//! Stock movement records
//!
//! The schema mirrors the upstream export: one row per stock entry or exit,
//! keyed by hospital unit and material type. Quantities are signed (entries
//! positive, exits negative) and both quantity and owner may be missing.

use chrono::NaiveDate;
use serde::{Deserialize, Serialize, Serializer};
use std::collections::BTreeMap;
use std::fmt;
use std::str::FromStr;

/// Hospital site that owns the stock
#[derive(Debug, Clone, Copy, PartialEq, Eq, PartialOrd, Ord, Hash, Serialize, Deserialize)]
pub enum Unit {
    #[serde(rename = "Morumbi")]
    Morumbi,
    #[serde(rename = "Santo Amaro")]
    SantoAmaro,
    #[serde(rename = "Moema")]
    Moema,
}

impl Unit {
    pub const ALL: [Unit; 3] = [Unit::Morumbi, Unit::SantoAmaro, Unit::Moema];

    pub fn as_str(self) -> &'static str {
        match self {
            Unit::Morumbi => "Morumbi",
            Unit::SantoAmaro => "Santo Amaro",
            Unit::Moema => "Moema",
        }
    }
}

/// Supply type moved in or out of stock
#[derive(Debug, Clone, Copy, PartialEq, Eq, PartialOrd, Ord, Hash, Serialize, Deserialize)]
pub enum Material {
    Seringa,
    Gaze,
    Tubo,
    Medicamentos,
    Esparadrapo,
}

impl Material {
    pub const ALL: [Material; 5] = [
        Material::Seringa,
        Material::Gaze,
        Material::Tubo,
        Material::Medicamentos,
        Material::Esparadrapo,
    ];

    pub fn as_str(self) -> &'static str {
        match self {
            Material::Seringa => "Seringa",
            Material::Gaze => "Gaze",
            Material::Tubo => "Tubo",
            Material::Medicamentos => "Medicamentos",
            Material::Esparadrapo => "Esparadrapo",
        }
    }
}

/// Direction of a stock movement
#[derive(Debug, Clone, Copy, PartialEq, Eq, PartialOrd, Ord, Hash, Serialize, Deserialize)]
pub enum Operation {
    /// Stock entry ("entrada"), expected to carry a non-negative quantity
    #[serde(rename = "entrada", alias = "inflow")]
    Inflow,
    /// Stock exit ("saida"), expected to carry a non-positive quantity
    #[serde(rename = "saida", alias = "outflow")]
    Outflow,
}

impl Operation {
    pub const ALL: [Operation; 2] = [Operation::Inflow, Operation::Outflow];

    pub fn as_str(self) -> &'static str {
        match self {
            Operation::Inflow => "entrada",
            Operation::Outflow => "saida",
        }
    }

    /// Whether `quantity` has the sign this operation requires
    pub fn accepts_sign(self, quantity: f64) -> bool {
        match self {
            Operation::Inflow => quantity >= 0.0,
            Operation::Outflow => quantity <= 0.0,
        }
    }
}

macro_rules! impl_display_and_parse {
    ($ty:ident, $what:literal, [$($alias:literal => $variant:expr),* $(,)?]) => {
        impl fmt::Display for $ty {
            fn fmt(&self, f: &mut fmt::Formatter<'_>) -> fmt::Result {
                f.write_str(self.as_str())
            }
        }

        impl FromStr for $ty {
            type Err = String;

            fn from_str(s: &str) -> Result<Self, Self::Err> {
                let trimmed = s.trim();
                if let Some(found) = $ty::ALL.iter().find(|v| v.as_str() == trimmed) {
                    return Ok(*found);
                }
                match trimmed {
                    $($alias => Ok($variant),)*
                    _ => Err(format!("unknown {}: '{}'", $what, trimmed)),
                }
            }
        }
    };
}

impl_display_and_parse!(Unit, "unit", []);
impl_display_and_parse!(Material, "material", []);
impl_display_and_parse!(Operation, "operation", [
    "inflow" => Operation::Inflow,
    "outflow" => Operation::Outflow,
    "saída" => Operation::Outflow,
]);

/// A single stock movement
#[derive(Debug, Clone, PartialEq, Serialize, Deserialize)]
pub struct MovementRecord {
    #[serde(rename = "data")]
    pub date: NaiveDate,
    #[serde(rename = "unidade")]
    pub unit: Unit,
    pub material: Material,
    #[serde(rename = "tipo")]
    pub operation: Operation,
    #[serde(rename = "quantidade", default)]
    pub quantity: Option<f64>,
    #[serde(rename = "responsavel", default)]
    pub owner: Option<String>,
}

impl MovementRecord {
    /// Group this record belongs to for baseline statistics
    pub fn group(&self) -> GroupKey {
        GroupKey {
            material: self.material,
            unit: self.unit,
        }
    }

    /// Absolute quantity, if present
    pub fn magnitude(&self) -> Option<f64> {
        self.quantity.map(f64::abs)
    }
}

/// Baseline grouping key: (material, unit)
#[derive(Debug, Clone, Copy, PartialEq, Eq, PartialOrd, Ord, Hash, Serialize, Deserialize)]
pub struct GroupKey {
    pub material: Material,
    pub unit: Unit,
}

impl GroupKey {
    pub fn new(material: Material, unit: Unit) -> Self {
        Self { material, unit }
    }
}

impl fmt::Display for GroupKey {
    fn fmt(&self, f: &mut fmt::Formatter<'_>) -> fmt::Result {
        write!(f, "{}/{}", self.material, self.unit)
    }
}

/// Serialize a group-keyed map with "material/unit" string keys
pub(crate) fn serialize_by_group<V, S>(
    map: &BTreeMap<GroupKey, V>,
    serializer: S,
) -> Result<S::Ok, S::Error>
where
    V: Serialize,
    S: Serializer,
{
    serializer.collect_map(map.iter().map(|(key, value)| (key.to_string(), value)))
}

● EXERCISE BRIEF: Give the records back in full, word for word.

● SOLVED EXERCISE:
//! Stock movement records
//!
//! The schema mirrors the upstream export: one row per stock entry or exit,
//! keyed by hospital unit and material type. Quantities are signed (entries
//! positive, exits negative) and both quantity and owner may be missing.

use chrono::NaiveDate;
use serde::{Deserialize, Serialize, Serializer};
use std::collections::BTreeMap;
use std::fmt;
use std::str::FromStr;

/// Hospital site that owns the stock
#[derive(Debug, Clone, Copy, PartialEq, Eq, PartialOrd, Ord, Hash, Serialize, Deserialize)]
pub enum Unit {
    #[serde(rename = "Morumbi")]
    Morumbi,
    #[serde(rename = "Santo Amaro")]
    SantoAmaro,
    #[serde(rename = "Moema")]
    Moema,
}

impl Unit {
    pub const ALL: [Unit; 3] = [Unit::Morumbi, Unit::SantoAmaro, Unit::Moema];

    pub fn as_str(self) -> &'static str {
        match self {
            Unit::Morumbi => "Morumbi",
            Unit::SantoAmaro => "Santo Amaro",
            Unit::Moema => "Moema",
        }
    }
}

/// Supply type moved in or out of stock
#[derive(Debug, Clone, Copy, PartialEq, Eq, PartialOrd, Ord, Hash, Serialize, Deserialize)]
pub enum Material {
    Seringa,
    Gaze,
    Tubo,
    Medicamentos,
    Esparadrapo,
}

impl Material {
    pub const ALL: [Material; 5] = [
        Material::Seringa,
        Material::Gaze,
        Material::Tubo,
        Material::Medicamentos,
        Material::Esparadrapo,
    ];

    pub fn as_str(self) -> &'static str {
        match self {
            Material::Seringa => "Seringa",
            Material::Gaze => "Gaze",
            Material::Tubo => "Tubo",
            Material::Medicamentos => "Medicamentos",
            Material::Esparadrapo => "Esparadrapo",
        }
    }
}

/// Direction of a stock movement
#[derive(Debug, Clone, Copy, PartialEq, Eq, PartialOrd, Ord, Hash, Serialize, Deserialize)]
pub enum Operation {
    /// Stock entry ("entrada"), expected to carry a non-negative quantity
    #[serde(rename = "entrada", alias = "inflow")]
    Inflow,
    /// Stock exit ("saida"), expected to carry a non-positive quantity
    #[serde(rename = "saida", alias = "outflow")]
    Outflow,
}

impl Operation {
    pub const ALL: [Operation; 2] = [Operation::Inflow, Operation::Outflow];

    pub fn as_str(self) -> &'static str {
        match self {
            Operation::Inflow => "entrada",
            Operation::Outflow => "saida",
        }
    }

    /// Whether `quantity` has the sign this operation requires
    pub fn accepts_sign(self, quantity: f64) -> bool {
        match self {
            Operation::Inflow => quantity >= 0.0,
            Operation::Outflow => quantity <= 0.0,
        }
    }
}

macro_rules! impl_display_and_parse {
    ($ty:ident, $what:literal, [$($alias:literal => $variant:expr),* $(,)?]) => {
        impl fmt::Display for $ty {
            fn fmt(&self, f: &mut fmt::Formatter<'_>) -> fmt::Result {
                f.write_str(self.as_str())
            }
        }

        impl FromStr for $ty {
            type Err = String;

            fn from_str(s: &str) -> Result<Self, Self::Err> {
                let trimmed = s.trim();
                if let Some(found) = $ty::ALL.iter().find(|v| v.as_str() == trimmed) {
                    return Ok(*found);
                }
                match trimmed {
                    $($alias => Ok($variant),)*
                    _ => Err(format!("unknown {}: '{}'", $what, trimmed)),
                }
            }
        }
    };
}

impl_display_and_parse!(Unit, "unit", []);
impl_display_and_parse!(Material, "material", []);
impl_display_and_parse!(Operation, "operation", [
    "inflow" => Operation::Inflow,
    "outflow" => Operation::Outflow,
    "saída" => Operation::Outflow,
]);

/// A single stock movement
#[derive(Debug, Clone, PartialEq, Serialize, Deserialize)]
pub struct MovementRecord {
    #[serde(rename = "data")]
    pub date: NaiveDate,
    #[serde(rename = "unidade")]
    pub unit: Unit,
    pub material: Material,
    #[serde(rename = "tipo")]
    pub operation: Operation,
    #[serde(rename = "quantidade", default)]
    pub quantity: Option<f64>,
    #[serde(rename = "responsavel", default)]
    pub owner: Option<String>,
}

impl MovementRecord {
    /// Group this record belongs to for baseline statistics
    pub fn group(&self) -> GroupKey {
        GroupKey {
            material: self.material,
            unit: self.unit,
        }
    }

    /// Absolute quantity, if present
    pub fn magnitude(&self) -> Option<f64> {
        self.quantity.map(f64::abs)
    }
}

/// Baseline grouping key: (material, unit)
#[derive(Debug, Clone, Copy, PartialEq, Eq, PartialOrd, Ord, Hash, Serialize, Deserialize)]
pub struct GroupKey {
    pub material: Material,
    pub unit: Unit,
}

impl GroupKey {
    pub fn new(material: Material, unit: Unit) -> Self {
        Self { material, unit }
    }
}

impl fmt::Display for GroupKey {
    fn fmt(&self, f: &mut fmt::Formatter<'_>) -> fmt::Result {
        write!(f, "{}/{}", self.material, self.unit)
    }
}

/// Serialize a group-keyed map with "material/unit" string keys
pub(crate) fn serialize_by_group<V, S>(
    map: &BTreeMap<GroupKey, V>,
    serializer: S,
) -> Result<S::Ok, S::Error>
where
    V: Serialize,
    S: Serializer,
{
    serializer.collect_map(map.iter().map(|(key, value)| (key.to_string(), value)))
}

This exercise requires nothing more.